Tokenizing (segmenting) words
Normalizing word formats
Segmenting sentences

Word Tokenization

Tokenization: tasks of segmenting running text into words.

For most NLP applications we’ll need to keep numbers and punctuation in our tokenization

punctuation
- as a separate token
  - commas ,: useful piece of information for parsers
  - periods .: help indicate sentence boundaries
- we also want to keep the punctuation that occurs word internally
  - E.g.: m.p.h,, Ph.D., AT&T, cap’n
Special characters and numbers need to be keep in
- prices ($45.55)
- dates (01/02/06)
- URLs (http://www.stanford.edu)
- Twitter hashtags (#nlproc)
- email address (someone@cs.colorado.edu)

A tokenizer can be used to

expand clitic contractions that are marked by apostrophes
- what're -> what are
named entity detection
- tokenize multiword expressions like New York or rock ’n’ roll as a single token, which requires a multiword expression dictionary of some sort.

Commonly used tokenization standard: Penn Treebank tokenization standard

Byte-Pair Encoding for Tokenization

💡 Instead of defining tokens as words (defined by spaces in orthographies that have spaces, or more complex algorithms), or as characters (as in Chinese), we can use our data to automatically tell us what size tokens should be.

Morpheme: smallest meaning-bearing unit of a language

E.g.: the word unlikeliest has the morphemes un-, likely, and -est

One reason it’s helpful to have subword tokens is to deal with unknown words.

Unknown words are particularly relevant for machine learning systems.
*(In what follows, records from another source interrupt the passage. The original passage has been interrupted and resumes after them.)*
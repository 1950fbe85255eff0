use super::addressing::{id_to_path, path_to_id};
use super::NoteStore;
use crate::error::{GonzoError, Result};
use crate::model::NoteId;
use log::debug;
use std::fs;
use std::io::ErrorKind;
use std::path::{Path, PathBuf};
use uuid::Uuid;
use walkdir::WalkDir;

pub struct FileStore {
    root: PathBuf,
}

impl FileStore {
    pub fn new(root: impl Into<PathBuf>) -> Self {
        Self { root: root.into() }
    }

    pub fn root(&self) -> &Path {
        &self.root
    }

    fn ensure_dir(&self) -> Result<()> {
        if !self.root.exists() {
            debug!("creating storage root {}", self.root.display());
            fs::create_dir_all(&self.root).map_err(GonzoError::Io)?;
        }
        Ok(())
    }

    fn not_found_as(id: &NoteId, err: std::io::Error) -> GonzoError {
        if err.kind() == ErrorKind::NotFound {
            GonzoError::NoteNotFound(id.clone())
        } else {
            GonzoError::Io(err)
        }
    }
}

impl NoteStore for FileStore {
    fn save(&mut self, id: &NoteId, content: &str) -> Result<()> {
        self.ensure_dir()?;
        let target = id_to_path(&self.root, id);

        // Atomic write: readers see the old note or the new one, never half of it
        let tmp = self.root.join(format!(".note-{}.tmp", Uuid::new_v4()));
        fs::write(&tmp, content).map_err(GonzoError::Io)?;
        if let Err(e) = fs::rename(&tmp, &target) {
            let _ = fs::remove_file(&tmp);
            return Err(GonzoError::Io(e));
        }
        debug!("wrote {} ({} bytes)", target.display(), content.len());
        Ok(())
    }

    fn load(&self, id: &NoteId) -> Result<String> {
        let path = id_to_path(&self.root, id);
        let bytes = fs::read(&path).map_err(|e| Self::not_found_as(id, e))?;
        // Notes written by other tools need not be UTF-8
        Ok(String::from_utf8(bytes)
            .unwrap_or_else(|e| String::from_utf8_lossy(e.as_bytes()).into_owned()))
    }

    fn remove(&mut self, id: &NoteId) -> Result<()> {
        let path = id_to_path(&self.root, id);
        fs::remove_file(&path).map_err(|e| Self::not_found_as(id, e))?;
        debug!("removed {}", path.display());
        Ok(())
    }

    fn list_ids(&self) -> Result<Vec<NoteId>> {
        if !self.root.exists() {
            return Ok(Vec::new());
        }

        let mut ids = Vec::new();
        for entry in WalkDir::new(&self.root) {
            let entry = entry?;
            if entry.file_type().is_dir() {
                continue;
            }
            if let Some(id) = path_to_id(entry.path()) {
                ids.push(id);
            }
        }
        ids.sort();
        debug!("found {} notes under {}", ids.len(), self.root.display());
        Ok(ids)
    }

    fn note_path(&self, id: &NoteId) -> PathBuf {
        id_to_path(&self.root, id)
    }
}
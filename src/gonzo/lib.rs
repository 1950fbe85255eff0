//! # Gonzo Architecture
//!
//! Gonzo keeps timestamped plain-text notes, one file per note, in
//! `~/.gonzo`. The library holds all of the behaviour; the `gonzo` binary is
//! one client of it.
//!
//! ```text
//! ┌─────────────────────────────────────────────────────────────┐
//! │  CLI Layer (cli/, wired by main.rs)                         │
//! │  - Parses arguments, resolves note text, runs the pager     │
//! │  - The ONLY place that knows about stdout/stderr/exit codes │
//! └─────────────────────────────────────────────────────────────┘
//!                              │
//!                              ▼
//! ┌─────────────────────────────────────────────────────────────┐
//! │  API Layer (api.rs)                                         │
//! │  - Thin facade over commands, parses user-typed ids         │
//! └─────────────────────────────────────────────────────────────┘
//!                              │
//!                              ▼
//! ┌─────────────────────────────────────────────────────────────┐
//! │  Command Layer (commands/*.rs) + listing.rs                 │
//! │  - Business logic, ordering, filtering, windowing           │
//! └─────────────────────────────────────────────────────────────┘
//!                              │
//!                              ▼
//! ┌─────────────────────────────────────────────────────────────┐
//! │  Storage Layer (store/)                                     │
//! │  - NoteStore trait, FileStore, InMemoryStore                │
//! │  - Identity <-> path addressing                             │
//! └─────────────────────────────────────────────────────────────┘
//! ```
//!
//! ## Identities
//!
//! A note's identity is its creation minute plus weekday,
//! `2024-03-05_08:15_Tuesday`, and it is also the file name stem. Sorting
//! identities as strings sorts them chronologically, which is all the
//! ordering and range filtering relies on. See [`model`].
//!
//! ## No Ambient State in the Core
//!
//! Editor, pager and storage root are resolved once by the CLI into a
//! [`config::GonzoConfig`] and passed down. Nothing from `api.rs` inward reads
//! environment variables, prints, or exits.
//!
//! ## Module Overview
//!
//! - [`api`]: the facade
//! - [`commands`]: one module per verb
//! - [`listing`]: reverse / anchor filter / head-tail window
//! - [`store`]: storage trait, filesystem and in-memory stores, addressing
//! - [`model`]: `NoteId` and `Note`
//! - [`source`]: where the text of a new note comes from
//! - [`editor`]: external editor round-trip
//! - [`config`]: environment snapshot and `config.json`
//! - [`error`]: error types

pub mod api;
pub mod commands;
pub mod config;
pub mod editor;
pub mod error;
pub mod listing;
pub mod model;
pub mod source;
pub mod store;
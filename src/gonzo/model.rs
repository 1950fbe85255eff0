//! Core data types: the note identity and the note record.
//!
//! A [`NoteId`] is the note's primary key *and* its file name stem. It is
//! rendered from the creation time with [`ID_FORMAT`], whose fields are all
//! zero-padded and fixed width, so comparing two ids as strings compares
//! them chronologically. The weekday suffix only ever follows the minute
//! field, it never takes part in an ordering decision between two different
//! minutes.

use crate::error::{GonzoError, Result};
use chrono::{DateTime, Local, TimeZone};
use std::fmt;
use std::str::FromStr;

/// chrono format for note identities, e.g. `2006-01-02_15:04_Monday`.
pub const ID_FORMAT: &str = "%Y-%m-%d_%H:%M_%A";

#[derive(Debug, Clone, PartialEq, Eq, PartialOrd, Ord, Hash)]
pub struct NoteId(String);

impl NoteId {
    /// Wraps any string as an identity. No validation beyond what the caller did.
    pub fn new(id: impl Into<String>) -> Self {
        Self(id.into())
    }

    pub fn from_timestamp<Tz: TimeZone>(at: &DateTime<Tz>) -> Self
    where
        Tz::Offset: fmt::Display,
    {
        Self(at.format(ID_FORMAT).to_string())
    }

    /// Identity for a note created right now, in local time.
    pub fn now() -> Self {
        Self::from_timestamp(&Local::now())
    }

    pub fn as_str(&self) -> &str {
        &self.0
    }
}

impl fmt::Display for NoteId {
    fn fmt(&self, f: &mut fmt::Formatter<'_>) -> fmt::Result {
        f.write_str(&self.0)
    }
}

impl AsRef<str> for NoteId {
    fn as_ref(&self) -> &str {
        &self.0
    }
}

impl FromStr for NoteId {
    type Err = GonzoError;

    /// Accepts any non-empty string verbatim; whitespace is part of the id.
    fn from_str(s: &str) -> Result<Self> {
        if s.is_empty() {
            return Err(GonzoError::InvalidId(s.to_string()));
        }
        Ok(Self(s.to_string()))
    }
}

#[derive(Debug, Clone, PartialEq, Eq)]
pub struct Note {
    pub id: NoteId,
    pub content: String,
}

impl Note {
    pub fn new(id: NoteId, content: String) -> Self {
        Self { id, content }
    }
}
Machine learning systems often learn some facts about words in one corpus (a training corpus) and then use these facts to make decisions about a separate test corpus and its words. Thus if our training corpus contains, say the words low, and lowest, but not lower, but then the word lower appears in our test corpus, our system will not know what to do with it. 🤪

🔧 Solution: use a kind of tokenization in which most tokens are words, but some tokens are frequent morphemes or other subwords like -er, so that an unseen word can be represented by combining the parts.

Simplest algorithm: byte-pair encoding (BPE)

💡 Intuition: iteratively merge frequent pairs of characters
How it works?
- Begins with the set of symbols equal to the set of characters.
  - Each word is represented as a sequence of characters plus a special end-of-word symbol _.
- At each step of the algorithm, we count the number of symbol pairs, find the most frequent pair (‘A’, ‘B’), and replace it with the new merged symbol (‘AB’)
- We continue to count and merge, creating new longer and longer character strings, until we’ve done $k$ merges ( $k$ is a parameter of the algorithm)
- The resulting symbol set will consist of the original set of characters plus $k$ new symbols.
The algorithm is run inside words (we don’t merge across word boundaries). For this reason, the algorithm can take as input a dictionary of words together with counts.
Example
Consider the following tiny input dictionary with counts for each word,
which would have the starting vocabulary of 11 letters
- We first count all pairs of symbols: the most frequent is the pair (r, _) because it occurs in newer (frequency of 6) and wider (frequency of 3) for a total of 9 occurrences. We then merge these symbols, treating r_ as one symbol, and count again.
- Now the most frequent pair is (e, r_) , which we merge; our system has learned that there should be a token for word-final er, represented as er_
- Next (e, w) (total count of 8) get merged to ew:
- If we continue, the next merges are:
Test
- When we need to tokenize a test sentence, we just run the merges we have learned, greedily, in the order we learned them, on the test data. (Thus the frequencies in the test data don’t play a role, just the frequencies in the training data).
  - first we segment each test sentence word into characters.
  - Then we apply the first rule: replace every instance of r _ in the test corpus with r_ ; and then the second rule: replace every instance of e r_ in the test corpus with er_, and so on.
  - By the end, if the test corpus contained the word n e w e r _ , it would be tokenized as a full word. But a new (unknown) word like l o w e r _ would be merged into the two tokens low er_ .
In real algorithms BPE
- run with many thousands of merges on a very large input dictionary
- Result: most words will be represented as full symbols, and only the very rare words (and unknown words) will have to be represented by their parts.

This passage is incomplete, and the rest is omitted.